Source data:
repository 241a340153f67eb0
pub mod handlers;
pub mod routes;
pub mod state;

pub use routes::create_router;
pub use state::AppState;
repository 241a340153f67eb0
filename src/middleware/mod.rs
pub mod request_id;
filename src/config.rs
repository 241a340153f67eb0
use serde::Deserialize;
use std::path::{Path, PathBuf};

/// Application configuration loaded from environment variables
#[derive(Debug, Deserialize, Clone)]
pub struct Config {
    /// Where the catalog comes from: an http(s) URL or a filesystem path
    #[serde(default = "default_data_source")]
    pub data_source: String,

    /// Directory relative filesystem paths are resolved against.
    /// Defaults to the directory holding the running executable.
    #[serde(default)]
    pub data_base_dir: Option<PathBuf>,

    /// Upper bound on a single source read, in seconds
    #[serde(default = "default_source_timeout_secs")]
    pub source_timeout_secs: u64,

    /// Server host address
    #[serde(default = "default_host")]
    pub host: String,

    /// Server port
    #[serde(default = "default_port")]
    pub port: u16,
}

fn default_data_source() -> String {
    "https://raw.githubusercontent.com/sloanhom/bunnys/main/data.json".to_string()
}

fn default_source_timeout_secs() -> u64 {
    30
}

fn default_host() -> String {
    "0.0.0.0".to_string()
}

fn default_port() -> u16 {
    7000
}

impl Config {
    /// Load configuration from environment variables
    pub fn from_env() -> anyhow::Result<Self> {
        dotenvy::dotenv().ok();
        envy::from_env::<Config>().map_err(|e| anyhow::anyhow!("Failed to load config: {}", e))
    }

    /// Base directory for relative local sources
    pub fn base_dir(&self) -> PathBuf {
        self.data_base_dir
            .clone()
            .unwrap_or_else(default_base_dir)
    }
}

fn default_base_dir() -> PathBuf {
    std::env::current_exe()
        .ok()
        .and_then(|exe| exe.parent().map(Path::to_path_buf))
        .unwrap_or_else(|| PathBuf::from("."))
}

--

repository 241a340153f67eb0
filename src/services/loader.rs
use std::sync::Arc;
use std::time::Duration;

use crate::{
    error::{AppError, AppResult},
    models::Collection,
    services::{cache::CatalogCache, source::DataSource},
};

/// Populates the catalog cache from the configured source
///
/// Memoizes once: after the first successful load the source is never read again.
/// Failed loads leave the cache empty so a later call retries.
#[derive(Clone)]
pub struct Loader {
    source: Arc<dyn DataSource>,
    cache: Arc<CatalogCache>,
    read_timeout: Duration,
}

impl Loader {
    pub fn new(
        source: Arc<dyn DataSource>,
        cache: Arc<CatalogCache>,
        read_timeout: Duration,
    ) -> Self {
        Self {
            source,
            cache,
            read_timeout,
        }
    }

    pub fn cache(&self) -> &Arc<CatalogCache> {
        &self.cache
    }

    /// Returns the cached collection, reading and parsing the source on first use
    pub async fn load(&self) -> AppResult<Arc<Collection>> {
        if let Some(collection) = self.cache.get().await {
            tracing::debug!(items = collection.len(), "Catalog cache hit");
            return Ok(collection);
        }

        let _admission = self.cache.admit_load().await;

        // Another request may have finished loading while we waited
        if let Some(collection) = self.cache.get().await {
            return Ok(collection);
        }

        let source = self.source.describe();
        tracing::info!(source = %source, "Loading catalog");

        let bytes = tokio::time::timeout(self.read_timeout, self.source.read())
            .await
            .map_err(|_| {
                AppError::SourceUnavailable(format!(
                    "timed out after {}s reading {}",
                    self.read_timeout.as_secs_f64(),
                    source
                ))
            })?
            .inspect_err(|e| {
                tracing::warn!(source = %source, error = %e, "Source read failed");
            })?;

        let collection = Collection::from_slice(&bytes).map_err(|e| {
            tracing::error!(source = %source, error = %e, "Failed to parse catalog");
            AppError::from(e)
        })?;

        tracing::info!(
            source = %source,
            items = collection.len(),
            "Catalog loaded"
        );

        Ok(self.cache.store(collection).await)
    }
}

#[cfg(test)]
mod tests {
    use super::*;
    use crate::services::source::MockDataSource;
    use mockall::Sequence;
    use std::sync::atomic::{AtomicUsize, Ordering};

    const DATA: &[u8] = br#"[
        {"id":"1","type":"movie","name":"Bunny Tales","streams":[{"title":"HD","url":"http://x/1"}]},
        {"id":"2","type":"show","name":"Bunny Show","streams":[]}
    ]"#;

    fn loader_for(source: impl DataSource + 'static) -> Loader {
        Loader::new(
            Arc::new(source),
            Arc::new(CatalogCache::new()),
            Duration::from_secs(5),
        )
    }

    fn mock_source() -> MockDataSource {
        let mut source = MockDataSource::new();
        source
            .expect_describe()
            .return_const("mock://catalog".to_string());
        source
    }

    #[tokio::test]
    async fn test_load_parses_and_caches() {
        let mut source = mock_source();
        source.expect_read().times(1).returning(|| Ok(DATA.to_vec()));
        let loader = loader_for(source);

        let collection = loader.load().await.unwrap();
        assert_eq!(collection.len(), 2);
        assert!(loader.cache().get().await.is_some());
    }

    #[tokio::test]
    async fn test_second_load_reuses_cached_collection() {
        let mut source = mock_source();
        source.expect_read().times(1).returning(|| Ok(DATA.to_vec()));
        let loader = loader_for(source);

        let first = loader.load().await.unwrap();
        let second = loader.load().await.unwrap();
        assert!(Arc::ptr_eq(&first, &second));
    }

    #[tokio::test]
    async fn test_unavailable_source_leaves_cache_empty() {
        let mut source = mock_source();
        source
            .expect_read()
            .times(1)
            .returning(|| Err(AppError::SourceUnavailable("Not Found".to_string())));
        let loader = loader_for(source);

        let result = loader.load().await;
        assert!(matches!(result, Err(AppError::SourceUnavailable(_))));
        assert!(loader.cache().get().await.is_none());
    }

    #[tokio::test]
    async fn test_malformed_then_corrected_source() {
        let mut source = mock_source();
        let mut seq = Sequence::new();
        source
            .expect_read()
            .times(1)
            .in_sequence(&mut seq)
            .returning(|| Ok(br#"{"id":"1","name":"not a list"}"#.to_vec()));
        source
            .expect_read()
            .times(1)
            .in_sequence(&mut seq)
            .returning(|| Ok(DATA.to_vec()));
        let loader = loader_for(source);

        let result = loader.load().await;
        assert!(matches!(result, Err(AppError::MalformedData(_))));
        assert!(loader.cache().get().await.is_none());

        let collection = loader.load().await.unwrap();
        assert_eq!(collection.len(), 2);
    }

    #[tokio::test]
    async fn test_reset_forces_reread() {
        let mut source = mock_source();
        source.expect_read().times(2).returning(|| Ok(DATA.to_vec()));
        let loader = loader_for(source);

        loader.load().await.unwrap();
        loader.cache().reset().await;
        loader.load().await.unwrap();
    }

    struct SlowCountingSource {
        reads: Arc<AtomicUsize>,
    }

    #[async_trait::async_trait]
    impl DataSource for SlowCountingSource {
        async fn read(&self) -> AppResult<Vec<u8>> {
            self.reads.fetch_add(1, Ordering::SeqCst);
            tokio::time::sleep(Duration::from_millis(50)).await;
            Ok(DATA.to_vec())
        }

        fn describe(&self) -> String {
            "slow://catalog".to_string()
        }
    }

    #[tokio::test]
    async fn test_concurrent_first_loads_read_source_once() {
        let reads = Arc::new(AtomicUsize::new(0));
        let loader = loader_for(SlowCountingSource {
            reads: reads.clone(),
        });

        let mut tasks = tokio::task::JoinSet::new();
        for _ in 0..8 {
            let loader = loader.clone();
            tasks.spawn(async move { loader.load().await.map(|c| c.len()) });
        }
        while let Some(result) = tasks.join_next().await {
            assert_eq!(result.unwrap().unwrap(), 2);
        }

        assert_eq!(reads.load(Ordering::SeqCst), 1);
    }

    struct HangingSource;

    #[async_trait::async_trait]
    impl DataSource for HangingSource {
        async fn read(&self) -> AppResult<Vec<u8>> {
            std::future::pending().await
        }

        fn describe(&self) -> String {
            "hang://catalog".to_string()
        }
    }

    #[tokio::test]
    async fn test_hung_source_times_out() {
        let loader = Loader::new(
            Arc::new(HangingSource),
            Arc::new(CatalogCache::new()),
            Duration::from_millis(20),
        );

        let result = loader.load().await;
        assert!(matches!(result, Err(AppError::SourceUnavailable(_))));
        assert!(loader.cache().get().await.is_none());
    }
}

==

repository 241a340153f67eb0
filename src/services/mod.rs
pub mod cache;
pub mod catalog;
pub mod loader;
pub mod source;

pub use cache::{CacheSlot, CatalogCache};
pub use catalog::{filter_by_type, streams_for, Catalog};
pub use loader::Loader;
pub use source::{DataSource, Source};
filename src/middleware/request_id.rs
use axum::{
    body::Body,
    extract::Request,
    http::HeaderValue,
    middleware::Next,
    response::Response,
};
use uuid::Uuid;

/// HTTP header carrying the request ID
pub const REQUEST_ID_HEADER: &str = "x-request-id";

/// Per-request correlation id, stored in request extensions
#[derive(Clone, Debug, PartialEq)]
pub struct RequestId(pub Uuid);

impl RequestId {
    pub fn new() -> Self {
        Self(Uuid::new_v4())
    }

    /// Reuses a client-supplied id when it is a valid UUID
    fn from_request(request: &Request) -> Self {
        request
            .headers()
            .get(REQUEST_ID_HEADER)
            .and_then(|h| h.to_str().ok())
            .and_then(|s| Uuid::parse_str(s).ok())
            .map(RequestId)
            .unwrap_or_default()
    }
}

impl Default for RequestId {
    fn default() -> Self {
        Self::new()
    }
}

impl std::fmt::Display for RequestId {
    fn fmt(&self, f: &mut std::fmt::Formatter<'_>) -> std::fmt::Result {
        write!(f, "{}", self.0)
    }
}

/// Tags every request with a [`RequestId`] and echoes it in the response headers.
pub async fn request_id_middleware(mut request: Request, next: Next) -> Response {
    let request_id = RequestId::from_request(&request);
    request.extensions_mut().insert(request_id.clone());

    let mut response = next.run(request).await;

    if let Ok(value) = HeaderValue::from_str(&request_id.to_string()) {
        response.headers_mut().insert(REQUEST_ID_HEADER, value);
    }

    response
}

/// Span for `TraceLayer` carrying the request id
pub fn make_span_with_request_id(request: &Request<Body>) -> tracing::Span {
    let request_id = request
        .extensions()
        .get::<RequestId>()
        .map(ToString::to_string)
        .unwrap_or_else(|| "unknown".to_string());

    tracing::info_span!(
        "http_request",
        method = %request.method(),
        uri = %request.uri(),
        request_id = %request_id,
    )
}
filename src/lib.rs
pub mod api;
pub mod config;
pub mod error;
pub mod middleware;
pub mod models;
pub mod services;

### Assignment
Copy every line of the data above in which the string "Ordering" appears.

### Solution
    use std::sync::atomic::{AtomicUsize, Ordering};
            self.reads.fetch_add(1, Ordering::SeqCst);
        assert_eq!(reads.load(Ordering::SeqCst), 1);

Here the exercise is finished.